Why? Why, if he was meant to be in the Shire, did they direct him to the Sea? Why trouble to break the rules, not once, but twice—once in the permitting of passage, once again in the permitting of return? Would it not have been simpler to keep him in the Shire all along?

But I know the answer to that.

Had Frodo stayed, he most certainly would not be here today.

It has nothing to do with the healing virtues of the Blessed Realm, such as they may be. He came back much as he had been when he departed: healed in body, save for the aches that memory awakens at times in ancient scars, but haunted in mind. Haunted not only by the evil without that had assaulted him without mercy while he bore the Ring, but especially by the frailty he had uncovered within, the shadow that came not from the Ring but from within himself.

What the Wise gave him, in granting him passage to the Blessed Realm, was no more and no less than he needed to get on with the life that had been saved: time.
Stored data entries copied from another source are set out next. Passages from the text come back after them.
//! Clock capabilities: crystal-health monitoring and frequency calibration.

// =============================================================================
// Crystal Monitor
// =============================================================================

/// Crystal-health watchdog block watching the external 32 kHz crystal.
///
/// Arming installs the implementation's interrupt handler; when the
/// hardware declares the crystal dead, the handler sets a failure flag
/// that [`failed`](CrystalMonitor::failed) reports. The flag has exactly
/// one writer (interrupt context) and one reader (the polling loop), and
/// implementations must make it immune to caching and reordering -
/// `sync::FailFlag` does (with the `critical-section` feature), or an
/// equivalent acquire/release atomic.
///
/// The diagnostic arms without an automatic backup clock: a dead crystal
/// must stay observable, not be papered over.
pub trait CrystalMonitor {
    /// Arm the watchdog with `timeout_ticks` of the 32 kHz clock.
    ///
    /// Clears any stale failure flag. Returns `false` if the hardware
    /// block could not be armed.
    fn arm(&mut self, timeout_ticks: u32) -> bool;

    /// Whether the failure flag has been set from interrupt context
    fn failed(&self) -> bool;

    /// Disable the watchdog and detach the handler
    fn disarm(&mut self);
}

// =============================================================================
// Clock Calibration
// =============================================================================

/// Hardware clock-ratio calibration between the main crystal and the
/// 32 kHz reference.
pub trait ClockCalibration {
    /// Count main-crystal cycles over `slow_cycles` reference cycles.
    ///
    /// The result is the period of the reference clock in main-crystal
    /// cycles, fixed-point with [`CLK_CAL_FRACT`] fraction bits. Zero is
    /// the degenerate no-measurement case and is treated as a fault by
    /// the caller.
    ///
    /// [`CLK_CAL_FRACT`]: crate::constants::CLK_CAL_FRACT
    fn measure_ratio(&mut self, slow_cycles: u32) -> u32;
}
//! RAM march diagnostics.
//!
//! Detects stuck-at, transition and coupling faults in the target region
//! (the heap) without permanently altering its contents. The region is
//! processed in chunks bounded by the caller's backup buffer: each chunk
//! is saved, marched, and restored before the next chunk is touched -
//! restored on the fault path too, before the test reports.
//!
//! Two sequences are provided (march element notation: direction, then
//! the read/write operations applied per cell):
//!
//! - **March A** (ascending only): `up(W0); up(R0,W1); up(R1)`
//! - **March X** (bidirectional): `up(W0); up(R0,W1); down(R1,W0);
//!   up(R0,W1); down(R1,W0)`
//!
//! Any read mismatch aborts the sequence for that chunk, the chunk is
//! restored, and the whole test returns [`TestOutcome::RamFault`] without
//! touching the chunks after it.

use crate::constants::{MARCH_ONES, MARCH_ZEROS};
use crate::outcome::TestOutcome;
use crate::platform::memory::RamBus;

/// Run the March A sequence over the whole region.
///
/// `chunk_words` is clamped to the backup buffer's capacity.
pub fn march_a<M: RamBus>(ram: &mut M, chunk_words: usize, backup: &mut [u32]) -> TestOutcome {
    run_chunks(ram, chunk_words, backup, march_a_chunk)
}

/// Run the March X sequence over the whole region.
///
/// `chunk_words` is clamped to the backup buffer's capacity.
pub fn march_x<M: RamBus>(ram: &mut M, chunk_words: usize, backup: &mut [u32]) -> TestOutcome {
    run_chunks(ram, chunk_words, backup, march_x_chunk)
}

/// Chunk loop shared by both sequences: save, march, restore, bail on the
/// first faulting chunk.
fn run_chunks<M, F>(ram: &mut M, chunk_words: usize, backup: &mut [u32], march: F) -> TestOutcome
where
    M: RamBus,
    F: Fn(&mut M, usize, usize) -> bool,
{
    let chunk_words = chunk_words.clamp(1, backup.len());
    let total = ram.len_words();
    let mut base = 0;

    while base < total {
        let len = chunk_words.min(total - base);

        for (slot, index) in backup.iter_mut().zip(base..base + len) {
            *slot = ram.read_word(index);
        }

        let passed = march(ram, base, len);

        for (slot, index) in backup.iter().zip(base..base + len) {
            ram.write_word(index, *slot);
        }

        if !passed {
            return TestOutcome::RamFault;
        }

        base += len;
    }

    TestOutcome::Ok
}

fn march_a_chunk<M: RamBus>(ram: &mut M, base: usize, len: usize) -> bool {
    // up(W0)
    for i in base..base + len {
        ram.write_word(i, MARCH_ZEROS);
    }

    // up(R0, W1)
    for i in base..base + len {
        if ram.read_word(i) != MARCH_ZEROS {
            return false;
        }
        ram.write_word(i, MARCH_ONES);
    }

    // up(R1)
    for i in base..base + len {
        if ram.read_word(i) != MARCH_ONES {
            return false;
        }
    }

    true
}

fn march_x_chunk<M: RamBus>(ram: &mut M, base: usize, len: usize) -> bool {
    // up(W0)
    for i in base..base + len {
        ram.write_word(i, MARCH_ZEROS);
    }

    // up(R0, W1)
    for i in base..base + len {
        if ram.read_word(i) != MARCH_ZEROS {
            return false;
        }
        ram.write_word(i, MARCH_ONES);
    }

    // down(R1, W0)
    for i in (base..base + len).rev() {
        if ram.read_word(i) != MARCH_ONES {
            return false;
        }
        ram.write_word(i, MARCH_ZEROS);
    }

    // up(R0, W1)
    for i in base..base + len {
        if ram.read_word(i) != MARCH_ZEROS {
            return false;
        }
        ram.write_word(i, MARCH_ONES);
    }

    // down(R1, W0)
    for i in (base..base + len).rev() {
        if ram.read_word(i) != MARCH_ONES {
            return false;
        }
        ram.write_word(i, MARCH_ZEROS);
    }

    true
}

// =============================================================================
// Unit Tests
// =============================================================================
Time and a place in which to be kept safe until at last he was ready to find his own healing and make peace with his wounds. And, when the time was right, he was sent back home.
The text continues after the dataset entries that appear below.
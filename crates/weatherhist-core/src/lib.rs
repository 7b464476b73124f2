pub mod config;
pub mod error;

pub use config::{
    ArchiveConfig, Config, GeocodeConfig, LocationConfig, StoreConfig, ValidationResult,
    YearsConfig,
};
pub use error::{
    AppError, ConfigError, DatabaseError, NetworkError, ReqwestErrorExt, RusqliteErrorExt,
};

use anyhow::Result;

/// Initialize the core application
pub fn init() -> Result<()> {
    // Initialize tracing/logging
    tracing_subscriber::fmt()
        .with_env_filter(
            tracing_subscriber::EnvFilter::try_from_default_env()
                .unwrap_or_else(|_| tracing_subscriber::EnvFilter::new("info")),
        )
        .try_init()
        .map_err(|e| anyhow::anyhow!("Failed to initialize logging: {}", e))?;

    tracing::info!("Weather history core initialized");
    Ok(())
}
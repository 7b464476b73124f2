//! Weather data sources for the weather history application.
//!
//! Provides the Open-Meteo archive client, reverse geocoding for the display
//! title and session location tracking.

pub mod archive;
pub mod geocode;
pub mod location;
pub mod series;
pub mod types;

pub use archive::ArchiveClient;
pub use geocode::{location_title, Geocoder};
pub use location::{
    CacheInvalidator, ClientState, ConfiguredPosition, GeolocationSource, LocationTracker,
};
pub use series::{value_range, year_of, year_options};
pub use types::*;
We are very much alike, Frodo and I.

I tore into him mercilessly at our first meeting upon his return, lashing at him with an anger I had not known I owned. That anger saved me, slapped me awake, pulled me up from the unfeeling pit into which I had slid. It was months after that before I brought myself to make peace with Frodo, but I mark that night as the night of my return to the living.
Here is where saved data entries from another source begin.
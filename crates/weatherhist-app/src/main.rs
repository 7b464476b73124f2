use anyhow::Result;

mod app;

#[tokio::main]
async fn main() -> Result<()> {
    weatherhist_core::init()?;

    let app = app::App::new()?;
    tracing::info!("Weather history started");
    println!("Config directory: {}", app.config().config_dir.display());

    app.run().await?;
    app.shutdown();

    Ok(())
}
Had Frodo not returned, I most certainly would not be here today.

I hear a squall, high-pitched, almost squeaking. I have never heard anything more absurd, nor more beautiful. The sunlight warms Frodo's eyes as he turns toward me, his face glowing with that smile worn gentle by the years.

If we had not lived—

"Pippin!" calls Rose, and I jump in my seat. "Come say hullo to your new son!"

Like a flash, I am out of my chair and down the hall and standing in the doorway of the bedroom. Diamond is lying there, exhausted amidst a tangle of sheets, and propped up on enough pillows to have kept a whole flock of geese feathered. By the radiance of her eyes as she meets mine, I gather that I will not be held to her mid-labor oaths—shouted loudly enough to be heard all the way to Long Cleeve and back—of never letting me near her again.

And in her arms...

Oh.

"Hullo, son," I say, softly, and my face is surely about to be torn in two by the wide grin I cannot hold back. I feel Frodo's hand firmly upon my back, holding me up, and suddenly I am overwhelmed with giddy wonderful tears. This, this...if this is anything, anything at all what he felt like when his own daughter was born three months ago...

Oh, I am very glad that there is mercy in the world.